**Raw data**
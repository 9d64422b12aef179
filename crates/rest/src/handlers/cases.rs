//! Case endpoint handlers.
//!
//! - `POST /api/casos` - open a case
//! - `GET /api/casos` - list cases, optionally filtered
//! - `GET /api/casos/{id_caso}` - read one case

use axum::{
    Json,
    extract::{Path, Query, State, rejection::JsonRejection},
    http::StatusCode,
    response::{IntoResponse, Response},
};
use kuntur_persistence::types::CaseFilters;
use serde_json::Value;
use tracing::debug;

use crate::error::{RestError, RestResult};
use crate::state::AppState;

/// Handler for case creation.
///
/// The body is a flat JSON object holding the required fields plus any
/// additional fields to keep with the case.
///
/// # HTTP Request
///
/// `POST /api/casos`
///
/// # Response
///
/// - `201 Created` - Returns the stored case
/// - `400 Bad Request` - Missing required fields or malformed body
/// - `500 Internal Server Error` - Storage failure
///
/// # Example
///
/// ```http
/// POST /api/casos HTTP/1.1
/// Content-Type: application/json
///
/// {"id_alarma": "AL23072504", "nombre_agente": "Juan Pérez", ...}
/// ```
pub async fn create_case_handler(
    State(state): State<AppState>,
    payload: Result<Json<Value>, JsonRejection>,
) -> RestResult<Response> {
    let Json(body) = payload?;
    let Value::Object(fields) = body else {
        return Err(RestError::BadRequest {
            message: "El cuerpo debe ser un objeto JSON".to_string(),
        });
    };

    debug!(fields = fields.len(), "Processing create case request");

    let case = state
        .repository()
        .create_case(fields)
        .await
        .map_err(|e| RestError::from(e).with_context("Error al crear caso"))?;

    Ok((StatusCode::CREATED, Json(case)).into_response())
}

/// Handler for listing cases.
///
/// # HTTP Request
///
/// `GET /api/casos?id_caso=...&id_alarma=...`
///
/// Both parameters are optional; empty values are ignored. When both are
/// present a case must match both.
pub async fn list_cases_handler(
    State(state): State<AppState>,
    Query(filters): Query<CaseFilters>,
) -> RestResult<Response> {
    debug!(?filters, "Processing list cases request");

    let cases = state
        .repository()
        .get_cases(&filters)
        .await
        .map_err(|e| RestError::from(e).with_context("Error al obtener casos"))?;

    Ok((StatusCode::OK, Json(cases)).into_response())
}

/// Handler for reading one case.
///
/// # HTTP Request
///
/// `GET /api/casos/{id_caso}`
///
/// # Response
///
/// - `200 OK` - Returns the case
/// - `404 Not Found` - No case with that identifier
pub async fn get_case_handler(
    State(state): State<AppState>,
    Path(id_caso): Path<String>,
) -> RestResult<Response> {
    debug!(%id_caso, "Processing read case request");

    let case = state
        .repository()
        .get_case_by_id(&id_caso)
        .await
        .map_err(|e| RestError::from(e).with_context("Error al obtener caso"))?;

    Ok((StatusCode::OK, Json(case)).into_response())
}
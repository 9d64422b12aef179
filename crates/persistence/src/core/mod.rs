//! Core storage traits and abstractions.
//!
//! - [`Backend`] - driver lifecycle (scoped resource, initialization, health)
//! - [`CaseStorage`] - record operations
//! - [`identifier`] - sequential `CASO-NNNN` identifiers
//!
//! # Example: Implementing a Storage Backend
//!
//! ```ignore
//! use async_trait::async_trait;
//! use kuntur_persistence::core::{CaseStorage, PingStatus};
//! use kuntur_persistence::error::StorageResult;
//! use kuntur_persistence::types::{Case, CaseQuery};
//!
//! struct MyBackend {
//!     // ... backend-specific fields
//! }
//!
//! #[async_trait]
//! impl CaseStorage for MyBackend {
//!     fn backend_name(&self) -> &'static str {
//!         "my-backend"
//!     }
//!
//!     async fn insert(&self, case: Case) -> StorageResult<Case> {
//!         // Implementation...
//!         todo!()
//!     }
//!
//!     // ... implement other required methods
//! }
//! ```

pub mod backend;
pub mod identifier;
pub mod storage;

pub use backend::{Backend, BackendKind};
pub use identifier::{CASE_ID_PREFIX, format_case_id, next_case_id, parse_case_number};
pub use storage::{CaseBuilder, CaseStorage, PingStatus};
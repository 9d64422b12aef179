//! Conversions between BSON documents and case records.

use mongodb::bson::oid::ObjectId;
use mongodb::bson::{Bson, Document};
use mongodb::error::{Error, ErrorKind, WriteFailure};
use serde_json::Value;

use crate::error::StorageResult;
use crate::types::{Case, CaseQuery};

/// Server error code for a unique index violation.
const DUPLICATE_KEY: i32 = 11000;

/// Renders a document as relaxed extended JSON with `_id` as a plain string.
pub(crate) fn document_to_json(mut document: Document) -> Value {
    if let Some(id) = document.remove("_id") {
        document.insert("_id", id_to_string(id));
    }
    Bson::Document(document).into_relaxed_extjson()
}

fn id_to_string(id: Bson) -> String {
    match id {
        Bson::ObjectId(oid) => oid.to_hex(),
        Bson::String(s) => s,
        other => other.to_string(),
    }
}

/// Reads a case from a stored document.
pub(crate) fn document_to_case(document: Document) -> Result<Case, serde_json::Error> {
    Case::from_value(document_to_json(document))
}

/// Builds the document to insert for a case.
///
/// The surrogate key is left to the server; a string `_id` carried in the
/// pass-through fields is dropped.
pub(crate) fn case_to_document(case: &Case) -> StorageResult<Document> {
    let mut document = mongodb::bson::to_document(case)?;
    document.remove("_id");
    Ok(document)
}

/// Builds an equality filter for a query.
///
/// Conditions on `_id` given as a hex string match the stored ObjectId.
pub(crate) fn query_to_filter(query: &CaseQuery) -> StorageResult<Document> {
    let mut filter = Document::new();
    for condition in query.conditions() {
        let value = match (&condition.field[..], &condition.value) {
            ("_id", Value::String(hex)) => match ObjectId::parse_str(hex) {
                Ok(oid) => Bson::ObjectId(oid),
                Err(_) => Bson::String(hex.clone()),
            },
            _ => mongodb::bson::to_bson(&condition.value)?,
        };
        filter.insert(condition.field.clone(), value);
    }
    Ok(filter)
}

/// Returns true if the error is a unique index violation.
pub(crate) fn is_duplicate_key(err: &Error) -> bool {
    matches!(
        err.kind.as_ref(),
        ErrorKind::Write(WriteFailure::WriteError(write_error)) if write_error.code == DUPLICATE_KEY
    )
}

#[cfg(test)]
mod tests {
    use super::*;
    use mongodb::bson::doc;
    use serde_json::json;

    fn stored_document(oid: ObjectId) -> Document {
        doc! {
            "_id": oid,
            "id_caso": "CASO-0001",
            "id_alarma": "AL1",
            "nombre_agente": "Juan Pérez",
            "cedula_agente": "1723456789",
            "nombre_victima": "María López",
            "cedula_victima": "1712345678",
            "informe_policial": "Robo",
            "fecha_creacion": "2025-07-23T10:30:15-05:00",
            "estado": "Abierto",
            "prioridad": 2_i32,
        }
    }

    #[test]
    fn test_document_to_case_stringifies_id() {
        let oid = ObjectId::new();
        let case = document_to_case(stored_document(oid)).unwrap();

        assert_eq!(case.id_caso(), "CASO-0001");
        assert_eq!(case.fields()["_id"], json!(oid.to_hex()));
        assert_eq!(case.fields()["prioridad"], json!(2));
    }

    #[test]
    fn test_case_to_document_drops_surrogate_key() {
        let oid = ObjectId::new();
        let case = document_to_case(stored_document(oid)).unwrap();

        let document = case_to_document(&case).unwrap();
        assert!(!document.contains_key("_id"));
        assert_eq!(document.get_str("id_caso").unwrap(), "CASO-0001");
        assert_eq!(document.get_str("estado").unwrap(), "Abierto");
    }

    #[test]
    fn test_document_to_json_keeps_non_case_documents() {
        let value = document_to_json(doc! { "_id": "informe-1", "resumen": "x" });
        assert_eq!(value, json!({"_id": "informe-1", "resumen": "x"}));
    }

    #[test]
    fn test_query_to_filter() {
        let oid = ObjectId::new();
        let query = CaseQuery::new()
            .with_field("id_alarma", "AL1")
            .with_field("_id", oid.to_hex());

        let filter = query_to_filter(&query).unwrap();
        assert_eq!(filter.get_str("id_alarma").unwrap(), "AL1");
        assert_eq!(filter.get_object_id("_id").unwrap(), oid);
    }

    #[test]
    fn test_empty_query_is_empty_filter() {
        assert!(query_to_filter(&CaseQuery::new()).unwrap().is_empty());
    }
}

**Task to complete**
If a line of the listing above holds the string "prioridad", copy it.

**Exercise answer**
            "prioridad": 2_i32,
        assert_eq!(case.fields()["prioridad"], json!(2));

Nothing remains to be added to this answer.